Papelitos
27 Febbraio 2018

Il muro giallo contro il calcio spezzatino

La protesta intelligente dei tifosi del Borussia Dortmund contro il “calcio moderno”.

Alla faccia di chi pensa che la Germania sia la terra dell’innovazione calcistica ad ogni costo, dell’accelerazione e del progresso continuo. Ieri sera (Lunedì 26 Febbraio, ndr) si giocava Borussia Dortmund-Augsburg. Una novità il Monday night per il calcio tedesco, che per la seconda volta in due settimane ha risposto negativamente. Lo scorso lunedì era toccato ad Eintracht Francoforte-Lipsia, e allora i tifosi di casa avevano fatto slittare l’inizio della partita posizionandosi dietro la porta in segno di protesta, una sorta di mite e pacifica invasione di campo. Stavolta è stato il turno della Südtribune – il celebre Muro Giallo di Dortmund – che ha raccolto il testimone della protesta e disertato in buona parte lo stadio.

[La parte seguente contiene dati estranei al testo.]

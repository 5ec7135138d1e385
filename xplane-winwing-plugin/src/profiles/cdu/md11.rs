//! Rotate MD-11 MCDU.

use std::ops::Range;

use winwing_protocol::cdu::{color, glyph, CduKey, CduLed};
use winwing_state::{CduPage, CDU_COLUMNS, CDU_ROWS};

use super::{CduButton, CduProfile, CduUnit, Watch};
use crate::datarefs::DatarefStore;
use crate::profiles::{level, num, on};
use crate::xplm_shim::CommandPhase;

const MARKER: &str = "Rotate/aircraft/controls/cdu_0/mcdu_line_0_content";

const SCREEN_BRIGHTNESS: &str = "Rotate/aircraft/controls/mcdu_1_brt";
const PANEL_LIGHTS: &str      = "Rotate/aircraft/controls/instr_panel_lts";
const AC_BUS_1: &str          = "Rotate/aircraft/systems/elec_ac_bus_1_pwrd";
const EMER_AC_BUS: &str       = "Rotate/aircraft/systems/elec_emer_ac_bus_l_pwrd";
const MSG_LIGHT: &str         = "Rotate/aircraft/systems/mcdu_msg_lt";

const KEY_PREFIX: &str = "Rotate/aircraft/controls_c/cdu_0/mcdu_key_";

/// Style code of small text; also used where a cell has no style entry.
const SMALL_STYLE: u8 = 4;

// Control codes the arrows are folded into before drawing.
const LEFT_ARROW: u8  = 28;
const RIGHT_ARROW: u8 = 29;
const UP_ARROW: u8    = 30;
const DOWN_ARROW: u8  = 31;

fn content_ref(line: usize) -> String {
    format!("Rotate/aircraft/controls/cdu_0/mcdu_line_{line}_content")
}

fn style_ref(line: usize) -> String {
    format!("Rotate/aircraft/controls/cdu_0/mcdu_line_{line}_style")
}

/// Replace the UTF-8 arrows with single control codes and drop every other
/// multibyte sequence, so one byte is one screen column.
fn fold_arrows(input: &[u8]) -> Vec<u8> {
    let mut out = Vec::with_capacity(input.len());
    let mut i = 0;
    while i < input.len() {
        let c = input[i];
        if c == 0xE2 && i + 2 < input.len() {
            if input[i + 1] == 0x86 {
                match input[i + 2] {
                    0x90 => out.push(LEFT_ARROW),
                    0x92 => out.push(RIGHT_ARROW),
                    0x91 => out.push(UP_ARROW),
                    0x93 => out.push(DOWN_ARROW),
                    _ => {}
                }
            }
            i += 3;
        } else if c >= 0x80 {
            i += match c {
                _ if c & 0xE0 == 0xC0 => 2,
                _ if c & 0xF0 == 0xE0 => 3,
                _ if c & 0xF8 == 0xF0 => 4,
                _ => 1,
            };
        } else {
            out.push(c);
            i += 1;
        }
    }
    out
}

/// Flags positions of `range` that sit in a run of two or more spaces.
fn wide_gaps(content: &[u8], range: Range<usize>) -> Vec<bool> {
    let mut gaps = vec![false; range.len()];
    let mut pos = range.start;
    while pos < range.end {
        if content[pos] != b' ' {
            pos += 1;
            continue;
        }
        let run_start = pos;
        while pos < range.end && content[pos] == b' ' {
            pos += 1;
        }
        if pos - run_start >= 2 {
            gaps[run_start - range.start..pos - range.start].fill(true);
        }
    }
    gaps
}

/// Style index for each content position.
///
/// The style array has no entries for wide gaps between fields. The last
/// field on the line takes the tail of the array and everything before it
/// takes the head.
fn style_positions(content: &[u8], style_len: usize) -> Vec<Option<usize>> {
    let mut map = vec![None; content.len()];

    let blank = |c: u8| c == b' ' || c == 0;
    let end = match content.iter().rposition(|&c| !blank(c)) {
        Some(last) if content.len() - last - 1 == 1 => last + 2,
        Some(last) => last + 1,
        None => content.len(),
    };
    let start = (1..end)
        .rev()
        .find(|&i| content[i] == b' ' && content[i - 1] == b' ')
        .map_or(0, |i| i + 1);

    let tail = wide_gaps(content, start..end);
    let needed = tail.iter().filter(|gap| !**gap).count();
    if needed > 0 && needed <= style_len {
        let mut idx = style_len - needed;
        for (k, gap) in tail.iter().enumerate() {
            if !gap {
                map[start + k] = Some(idx);
                idx += 1;
            }
        }
    }

    let mut idx = 0;
    for (pos, gap) in wide_gaps(content, 0..start).into_iter().enumerate() {
        if !gap {
            map[pos] = Some(idx);
            idx += 1;
        }
    }
    map
}

pub struct RotateMd11CduProfile {
    datarefs: Vec<String>,
    buttons:  Vec<CduButton>,
    leds:     Watch,
}

impl RotateMd11CduProfile {
    pub fn is_eligible(store: &DatarefStore) -> bool {
        store.exists(MARKER)
    }

    pub fn boxed(unit: CduUnit) -> Box<dyn CduProfile> {
        Box::new(Self::new(unit))
    }

    /// The MD-11 exposes a single CDU, whichever seat the unit is set to.
    pub fn new(_unit: CduUnit) -> Self {
        let datarefs = (0..CDU_ROWS).flat_map(|line| [content_ref(line), style_ref(line)]).collect();
        Self { datarefs, buttons: buttons(), leds: Watch::new() }
    }
}

fn buttons() -> Vec<CduButton> {
    use CduKey::*;
    let k = |keys: &[CduKey], suffix: &str| CduButton::new(keys, format!("{KEY_PREFIX}{suffix}"));
    let mut out = vec![
        k(&[Lsk1L], "FL1"),
        k(&[Lsk2L], "FL2"),
        k(&[Lsk3L], "FL3"),
        k(&[Lsk4L], "FL4"),
        k(&[Lsk5L], "FL5"),
        k(&[Lsk6L], "FL6"),
        k(&[Lsk1R], "FR1"),
        k(&[Lsk2R], "FR2"),
        k(&[Lsk3R], "FR3"),
        k(&[Lsk4R], "FR4"),
        k(&[Lsk5R], "FR5"),
        k(&[Lsk6R], "FR6"),

        k(&[McduDir, PfpLegs], "DIR"),
        k(&[Prog], "PROG"),
        k(&[McduPerf, Pfp3N1Limit], "PERF"),
        k(&[McduInit, PfpInitRef], "INIT"),
        k(&[McduInit, PfpHold], "REF"),
        k(&[McduFpln, PfpRoute], "FPLN"),
        k(&[McduRadNav, Pfp4NavRad, Pfp7NavRad], "NAVRAD"),
        k(&[McduSecFpln], "SECFPLN"),
        k(&[PfpDepArr, McduAirport], "TOAPPR"),
        k(&[Menu], "MENU"),
        k(&[PfpFix, McduEmptyBottomLeft], "FIX"),
        k(&[McduEmptyTopRight], "ENGOUT"),

        k(&[McduPageUp, PagePrev], "DOWN"),
        k(&[McduPageDown, PageNext], "UP"),
        k(&[PfpExec], "PAGE"),

        CduButton::new(&[BrightnessUp], "Rotate/aircraft/controls_c/mcdu_1_brt_up"),
        CduButton::new(&[BrightnessDown], "Rotate/aircraft/controls_c/mcdu_1_brt_dn"),
    ];
    let digits = [Key0, Key1, Key2, Key3, Key4, Key5, Key6, Key7, Key8, Key9];
    for (n, key) in digits.into_iter().enumerate() {
        out.push(k(&[key], &n.to_string()));
    }
    out.extend([k(&[Period], "POINT"), k(&[PlusMinus], "PLUS"), k(&[PfpDel], "MINUS")]);
    let letters = [
        KeyA, KeyB, KeyC, KeyD, KeyE, KeyF, KeyG, KeyH, KeyI, KeyJ, KeyK, KeyL, KeyM,
        KeyN, KeyO, KeyP, KeyQ, KeyR, KeyS, KeyT, KeyU, KeyV, KeyW, KeyX, KeyY, KeyZ,
    ];
    for (key, letter) in letters.into_iter().zip('A'..='Z') {
        out.push(k(&[key], &letter.to_string()));
    }
    out.extend([
        k(&[Space], "SPC"),
        k(&[Slash], "BAR"),
        k(&[Clr], "CLR"),
        k(&[McduOverfly], "PLUS"),
    ]);
    out
}

impl CduProfile for RotateMd11CduProfile {
    fn name(&self) -> &'static str {
        "Rotate MD-11"
    }

    fn display_datarefs(&self) -> &[String] {
        &self.datarefs
    }

    fn buttons(&self) -> &[CduButton] {
        &self.buttons
    }

    fn color(&self, _code: u8) -> u16 {
        color::GREEN
    }

    fn glyph(&self, ch: u8, _small: bool, out: &mut Vec<u8>) {
        match ch {
            b'$' => out.extend_from_slice(glyph::OUTLINED_SQUARE),
            b'`' => out.extend_from_slice(glyph::DEGREES),
            LEFT_ARROW => out.extend_from_slice(glyph::ARROW_LEFT),
            RIGHT_ARROW => out.extend_from_slice(glyph::ARROW_RIGHT),
            UP_ARROW => out.extend_from_slice(glyph::ARROW_UP),
            DOWN_ARROW => out.extend_from_slice(glyph::ARROW_DOWN),
            c => out.push(c),
        }
    }

    fn update_page(&self, store: &DatarefStore, page: &mut CduPage) {
        *page = CduPage::new();
        for line in 0..CDU_ROWS {
            let raw = store.get_cached::<Vec<u8>>(&content_ref(line)).unwrap_or_default();
            if raw.iter().all(|&c| c == 0) {
                continue;
            }
            let content = fold_arrows(&raw);
            let mut style = store.get_cached::<Vec<u8>>(&style_ref(line)).unwrap_or_default();
            if let Some(nul) = style.iter().position(|&c| c == 0) {
                style.truncate(nul);
            }
            let map = style_positions(&content, style.len());

            for (pos, &c) in content.iter().enumerate().take(CDU_COLUMNS) {
                if c == 0 {
                    continue;
                }
                let code = map[pos].and_then(|i| style.get(i)).copied().unwrap_or(SMALL_STYLE);
                page.put(line, pos, c, b'g', code == SMALL_STYLE);
            }
        }
    }

    fn start(&mut self, store: &DatarefStore) {
        self.leds.add::<f32>(store, SCREEN_BRIGHTNESS);
        self.leds.add::<f32>(store, PANEL_LIGHTS);
        self.leds.add::<f32>(store, AC_BUS_1);
        self.leds.add::<f32>(store, EMER_AC_BUS);
        self.leds.add::<Vec<i32>>(store, MSG_LIGHT);
    }

    fn stop(&mut self, store: &DatarefStore) {
        self.leds.clear(store);
    }

    fn take_leds(&mut self, store: &DatarefStore) -> Option<Vec<(CduLed, u8)>> {
        if !self.leds.take() {
            return None;
        }
        let powered = on(store, AC_BUS_1) || on(store, EMER_AC_BUS);
        let lit = |name: &str| if powered { level(num(store, name)) } else { 0 };
        let msg = store
            .get_cached::<Vec<i32>>(MSG_LIGHT)
            .and_then(|v| v.first().copied())
            .is_some_and(|v| v > 0);
        Some(vec![
            (CduLed::ScreenBacklight, lit(SCREEN_BRIGHTNESS)),
            (CduLed::Backlight, lit(PANEL_LIGHTS)),
            (CduLed::PfpMsg, u8::from(msg)),
            (CduLed::McduMcdu, u8::from(msg)),
        ])
    }

    /// The MD-11 keys act on press and release only.
    fn button_pressed(&mut self, store: &DatarefStore, button: &CduButton, phase: CommandPhase) {
        if phase != CommandPhase::Continue {
            store.execute_command(&button.command, phase);
        }
    }
}

#[cfg(test)]
mod tests {
    use super::super::testing::*;
    use super::super::find_button;
    use super::*;
    use crate::xplm_shim::DataRefValue;
    use winwing_protocol::cdu::{CduHardware, CduVariant};

    fn profile() -> RotateMd11CduProfile {
        RotateMd11CduProfile::new(CduUnit { hardware: CduHardware::Pfp7, variant: CduVariant::Captain })
    }

    #[test]
    fn arrows_fold_and_other_multibyte_is_dropped() {
        let input = [b'A', 0xE2, 0x86, 0x90, b'B', 0xE2, 0x86, 0x93, 0xC2, 0xB0, b'C', 0xE2, 0x86, 0x80, b'D'];
        assert_eq!(fold_arrows(&input), vec![b'A', LEFT_ARROW, b'B', DOWN_ARROW, b'C', b'D']);
    }

    #[test]
    fn last_field_takes_the_end_of_the_style() {
        let map = style_positions(b"ABC  DEF", 6);
        let expected = [Some(0), Some(1), Some(2), None, None, Some(3), Some(4), Some(5)];
        assert_eq!(map, expected);

        assert_eq!(style_positions(b"HELLO", 5), vec![Some(0), Some(1), Some(2), Some(3), Some(4)]);
        assert_eq!(style_positions(b"HELLO", 2)[4], None, "short style leaves the last field unmapped");
    }

    #[test]
    fn page_sizes_cells_from_style_codes() {
        let (mock, store) = make_mock();
        set_text(&mock, &content_ref(0), b"ABC  DEF");
        set_text(&mock, &style_ref(0), &[4, 4, 4, 1, 1, 1]);
        set_text(&mock, &content_ref(3), &[b'X', 0xE2, 0x86, 0x92]);
        let mut page = CduPage::new();
        profile().update_page(&store, &mut page);

        assert_eq!(page.row_text(0), format!("{:<24}", "ABC  DEF"));
        assert_eq!(page.cell(0, 0).map(|c| (c.small, c.color)), Some((true, b'g')));
        assert_eq!(page.cell(0, 7).map(|c| c.small), Some(false));
        assert_eq!(page.cell(3, 1).map(|c| (c.ch, c.small)), Some((RIGHT_ARROW, true)), "no style means small");

        let mut out = Vec::new();
        profile().glyph(RIGHT_ARROW, true, &mut out);
        assert_eq!(out, glyph::ARROW_RIGHT);
    }

    #[test]
    fn lights_need_either_ac_bus() {
        let (mock, store) = make_mock();
        set_float(&mock, SCREEN_BRIGHTNESS, 1.0);
        set_float(&mock, PANEL_LIGHTS, 0.2);
        set_int(&mock, AC_BUS_1, 0);
        set_int(&mock, EMER_AC_BUS, 0);
        mock.set_dataref(MSG_LIGHT, DataRefValue::IntArray(vec![1, 0]));
        let mut p = profile();
        p.start(&store);

        let leds = p.take_leds(&store).unwrap_or_default();
        assert_eq!(led(&leds, CduLed::ScreenBacklight), Some(0));
        assert_eq!(led(&leds, CduLed::PfpMsg), Some(1), "message light ignores power");

        set_int(&mock, EMER_AC_BUS, 1);
        store.update();
        let leds = p.take_leds(&store).unwrap_or_default();
        assert_eq!(led(&leds, CduLed::ScreenBacklight), Some(255));
        assert_eq!(led(&leds, CduLed::Backlight), Some(51));
        p.stop(&store);
    }

    #[test]
    fn keys_skip_the_continue_phase() {
        let (mock, store) = make_mock();
        mock.add_command("Rotate/aircraft/controls_c/cdu_0/mcdu_key_REF");
        let mut p = profile();
        let Some(button) = find_button(p.buttons(), CduKey::PfpHold).cloned() else { panic!("HOLD missing") };
        for phase in [CommandPhase::Begin, CommandPhase::Continue, CommandPhase::End] {
            p.button_pressed(&store, &button, phase);
        }
        assert_eq!(count_calls(&mock, "Rotate/aircraft/controls_c/cdu_0/mcdu_key_REF"), 2);
        assert_eq!(
            find_button(p.buttons(), CduKey::McduInit).map(|b| b.command.as_str()),
            Some("Rotate/aircraft/controls_c/cdu_0/mcdu_key_INIT"),
            "INIT listed before REF"
        );
    }
}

Gli striscioni dei tifosi dell’Eintracht contro il Monday night, uno dei quali recitava: “Anche il mio barbiere il lunedì ha il giorno libero”

350 sono stati i fan club del BVB, per un totale di oltre 15mila persone, a protestare contro il calcio spezzatino che ormai imperversa in Europa. Da un lato c’è la Federazione calcistica tedesca, che con la scusa del riposo per le squadre impegnate nelle coppe europee ricorre al posticipo del lunedì, dall’altra i tifosi che mettono in atto una protesta intelligente contro il “calcio moderno”, non limitandosi come da noi alle lamentele al bar per poi tornare a casa e sintonizzarsi su Sky Sport o Mediaset Premium

“Questa decisione non è in alcun modo rivolta alla squadra ma non possiamo né vogliamo accettare che le partite della Bundesliga si giochino al lunedì. Organizzare delle partite quando nessuno ha il tempo di andare allo stadio è sintomo di una mostruosa indifferenza verso l’importanza sociale del calcio e dei tifosi”.

Questa è parte della nota con cui i tifosi del Borussia hanno motivato l’assenza dal Westfalenstadion (ora Signal Iduna Park, ahiloro). Beh, che altro aggiungere; sentir parlare ancora di importanza sociale del calcio, di questi tempi, fa quasi commuovere. E la tanto decantata innovazione calcistica in Germania è studiata, pianificata ed approfondita, non introdotta come fosse il Vangelo, processo inevitabile nell’epoca della fine della storia, in cui l’aspetto commerciale, economico, finanziario è destinato a prevalere su tutto e tutti. È così che si costruiscono i successi perché il progresso, senza avere alle spalle un retroterra culturale e una tradizione, assume la forma (e il valore) della plastica.